_Task details_. Could you print exactly the lines of the listing below, starting at the line that has "let given = given.trim();" and ending at the line that has "if let Some(existing)", and only those lines?

_Supplied records_.
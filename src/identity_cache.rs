use std::collections::{BTreeMap, HashSet};
use std::fs;
use std::path::{Path, PathBuf};

use anyhow::{Context, Result};
use serde::de::DeserializeOwned;
use serde::{Deserialize, Serialize};
use tracing::{debug, info, warn};

use crate::name_tables::is_generational_suffix;

const CACHE_DIR: &str = "nba_digest";
const NAMES_FILE: &str = "names_cache.json";
const PENDING_FILE: &str = "pending_names.json";

/// One cached localized name. Older cache generations stored only the
/// family name as a bare string; both forms load and save unchanged.
#[derive(Debug, Clone, PartialEq, Eq, Serialize, Deserialize)]
#[serde(untagged)]
pub enum CacheEntry {
    Structured { given: String, family: String },
    Legacy(String),
}

impl CacheEntry {
    pub fn given(&self) -> &str {
        match self {
            CacheEntry::Structured { given, .. } => given,
            CacheEntry::Legacy(_) => "",
        }
    }

    pub fn family(&self) -> &str {
        match self {
            CacheEntry::Structured { family, .. } => family,
            CacheEntry::Legacy(family) => family,
        }
    }
}

#[derive(Debug, Clone, PartialEq, Eq, Serialize, Deserialize)]
pub struct PendingEntry {
    pub id: String,
    #[serde(default)]
    pub given: String,
    #[serde(default)]
    pub family: String,
}

/// True when every alphabetic character is Cyrillic and there is at least
/// one. Generational suffix tokens (`Jr.`, `III`) are skipped, so
/// "Нэнс Jr." counts as localized.
pub fn is_localized(text: &str) -> bool {
    let mut seen = false;
    let letters = text
        .split_whitespace()
        .filter(|token| !is_generational_suffix(token))
        .flat_map(str::chars)
        .filter(|c| c.is_alphabetic());
    for ch in letters {
        if !is_cyrillic(ch) {
            return false;
        }
        seen = true;
    }
    seen
}

fn is_cyrillic(ch: char) -> bool {
    matches!(ch, '\u{0400}'..='\u{04FF}' | '\u{0500}'..='\u{052F}')
}

/// Whether a cache slot is worth another live resolution attempt.
pub fn needs_improvement(entry: Option<&CacheEntry>) -> bool {
    match entry {
        None => true,
        Some(CacheEntry::Legacy(family)) => !is_localized(family),
        Some(CacheEntry::Structured { given, family }) => {
            !is_localized(family) || given.trim().is_empty()
        }
    }
}

#[derive(Debug, Clone)]
struct CachePaths {
    names: PathBuf,
    pending: PathBuf,
}

/// Stable athlete id → localized name, plus the queue of ids still waiting
/// for an offline fix. The only state that survives between runs.
#[derive(Debug, Default)]
pub struct IdentityCache {
    entries: BTreeMap<String, CacheEntry>,
    pending: Vec<PendingEntry>,
    queued_this_run: HashSet<String>,
    paths: Option<CachePaths>,
    dirty: bool,
}

impl IdentityCache {
    /// A cache that never touches disk.
    pub fn in_memory() -> Self {
        Self::default()
    }

    pub fn with_entries(
        entries: impl IntoIterator<Item = (String, CacheEntry)>,
        pending: Vec<PendingEntry>,
    ) -> Self {
        Self {
            entries: entries.into_iter().collect(),
            pending,
            ..Self::default()
        }
    }

    /// Loads both documents from `dir`. Missing or unreadable documents
    /// start empty; a broken cache must not stop the digest.
    pub fn load(dir: &Path) -> Self {
        let paths = CachePaths {
            names: dir.join(NAMES_FILE),
            pending: dir.join(PENDING_FILE),
        };
        let entries: BTreeMap<String, CacheEntry> =
            read_json_or_default(&paths.names, "names cache");
        let pending: Vec<PendingEntry> = read_json_or_default(&paths.pending, "pending queue");
        info!(
            entries = entries.len(),
            pending = pending.len(),
            "loaded identity cache"
        );
        Self {
            entries,
            pending,
            queued_this_run: HashSet::new(),
            paths: Some(paths),
            dirty: false,
        }
    }

    /// Writes both documents atomically (temp file, then rename).
    pub fn save(&self) -> Result<()> {
        let Some(paths) = &self.paths else {
            return Ok(());
        };
        if let Some(dir) = paths.names.parent() {
            fs::create_dir_all(dir)
                .with_context(|| format!("create cache dir {}", dir.display()))?;
        }
        write_json_atomic(&paths.names, &self.entries).context("save names cache")?;
        write_json_atomic(&paths.pending, &self.pending).context("save pending queue")?;
        debug!(
            entries = self.entries.len(),
            pending = self.pending.len(),
            "saved identity cache"
        );
        Ok(())
    }

    pub fn is_dirty(&self) -> bool {
        self.dirty
    }

    pub fn len(&self) -> usize {
        self.entries.len()
    }

    pub fn is_empty(&self) -> bool {
        self.entries.is_empty()
    }

    pub fn lookup(&self, stable_id: &str) -> Option<&CacheEntry> {
        self.entries.get(stable_id)
    }

    pub fn needs_improvement(&self, stable_id: &str) -> bool {
        needs_improvement(self.lookup(stable_id))
    }

    /// Stores a structured entry. A Cyrillic family name is never replaced
    /// by a foreign one, and a known given name is kept when the new one is
    /// empty. Returns whether the stored value changed.
    pub fn upsert(&mut self, stable_id: &str, given: &str, family: &str) -> bool {
        let given = given.trim();
        let family = family.trim();
        if stable_id.is_empty() || family.is_empty() {
            return false;
        }

        let mut next_given = given.to_string();
        if let Some(existing) = self.entries.get(stable_id) {
            if is_localized(existing.family()) && !is_localized(family) {
                debug!(stable_id, family, "kept localized cache entry");
                return false;
            }
            if next_given.is_empty() && existing.family() == family {
                next_given = existing.given().to_string();
            }
        }

        let entry = CacheEntry::Structured {
            given: next_given,
            family: family.to_string(),
        };
        if self.entries.get(stable_id) == Some(&entry) {
            return false;
        }
        self.entries.insert(stable_id.to_string(), entry);
        self.dirty = true;
        true
    }

    pub fn pending(&self) -> &[PendingEntry] {
        &self.pending
    }

    /// Queues an id for offline resolution. No-op when the id already has a
    /// satisfactory entry, was queued earlier this run, or is already in
    /// the persisted queue.
    pub fn enqueue_pending(&mut self, stable_id: &str, given: &str, family: &str) -> bool {
        if stable_id.is_empty() {
            return false;
        }
        if !needs_improvement(self.lookup(stable_id)) {
            return false;
        }
        if self.queued_this_run.contains(stable_id) {
            return false;
        }
        if self.pending.iter().any(|p| p.id == stable_id) {
            return false;
        }
        self.queued_this_run.insert(stable_id.to_string());
        self.pending.push(PendingEntry {
            id: stable_id.to_string(),
            given: given.trim().to_string(),
            family: family.trim().to_string(),
        });
        self.dirty = true;
        true
    }
}

/// `$XDG_CACHE_HOME/nba_digest`, else `~/.cache/nba_digest`.
pub fn default_cache_dir() -> Option<PathBuf> {
    if let Ok(base) = std::env::var("XDG_CACHE_HOME") {
        if !base.trim().is_empty() {
            return Some(PathBuf::from(base).join(CACHE_DIR));
        }
    }
    let home = std::env::var("HOME").ok()?;
    if home.trim().is_empty() {
        return None;
    }
    Some(PathBuf::from(home).join(".cache").join(CACHE_DIR))
}

fn read_json_or_default<T: DeserializeOwned + Default>(path: &Path, what: &str) -> T {
    let raw = match fs::read_to_string(path) {
        Ok(raw) => raw,
        Err(_) => return T::default(),
    };
    if raw.trim().is_empty() {
        return T::default();
    }
    match serde_json::from_str::<T>(&raw) {
        Ok(value) => value,
        Err(err) => {
            warn!(path = %path.display(), "ignoring unreadable {what}: {err}");
            T::default()
        }
    }
}

fn write_json_atomic<T: Serialize>(path: &Path, value: &T) -> Result<()> {
    let tmp = path.with_extension("json.tmp");
    let json = serde_json::to_string_pretty(value).context("serialize")?;
    fs::write(&tmp, json).with_context(|| format!("write {}", tmp.display()))?;
    fs::rename(&tmp, path).with_context(|| format!("swap {}", path.display()))?;
    Ok(())
}

#[cfg(test)]
mod tests {
    use super::{CacheEntry, IdentityCache, is_localized, needs_improvement};

    #[test]
    fn localized_alphabet_check() {
        assert!(is_localized("Йокич"));
        assert!(is_localized("Гилджес-Александер"));
        assert!(is_localized("Трент мл."));
        assert!(!is_localized("Jokic"));
        assert!(is_localized("Нэнс Jr."));
        assert!(is_localized("Гриффи III"));
        assert!(!is_localized("Nance Jr."));
        assert!(!is_localized("Jr."));
        assert!(!is_localized(""));
        assert!(!is_localized("--"));
    }

    #[test]
    fn needs_improvement_rules() {
        assert!(needs_improvement(None));
        assert!(needs_improvement(Some(&CacheEntry::Legacy("James".into()))));
        assert!(!needs_improvement(Some(&CacheEntry::Legacy("Джеймс".into()))));
        assert!(needs_improvement(Some(&CacheEntry::Structured {
            given: String::new(),
            family: "Джеймс".into(),
        })));
        assert!(needs_improvement(Some(&CacheEntry::Structured {
            given: "Леброн".into(),
            family: "James".into(),
        })));
        assert!(!needs_improvement(Some(&CacheEntry::Structured {
            given: "Леброн".into(),
            family: "Джеймс".into(),
        })));
        assert!(!needs_improvement(Some(&CacheEntry::Structured {
            given: "Ларри".into(),
            family: "Нэнс Jr.".into(),
        })));
    }

    #[test]
    fn suffixed_family_is_not_downgraded() {
        let mut cache = IdentityCache::in_memory();
        assert!(cache.upsert("42", "Ларри", "Нэнс Jr."));
        assert!(!cache.upsert("42", "", "Nance"));
        assert_eq!(cache.lookup("42").map(CacheEntry::family), Some("Нэнс Jr."));
    }
}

_Response to the exercise_.
        let given = given.trim();
        let family = family.trim();
        if stable_id.is_empty() || family.is_empty() {
            return false;
        }

        let mut next_given = given.to_string();
        if let Some(existing) = self.entries.get(stable_id) {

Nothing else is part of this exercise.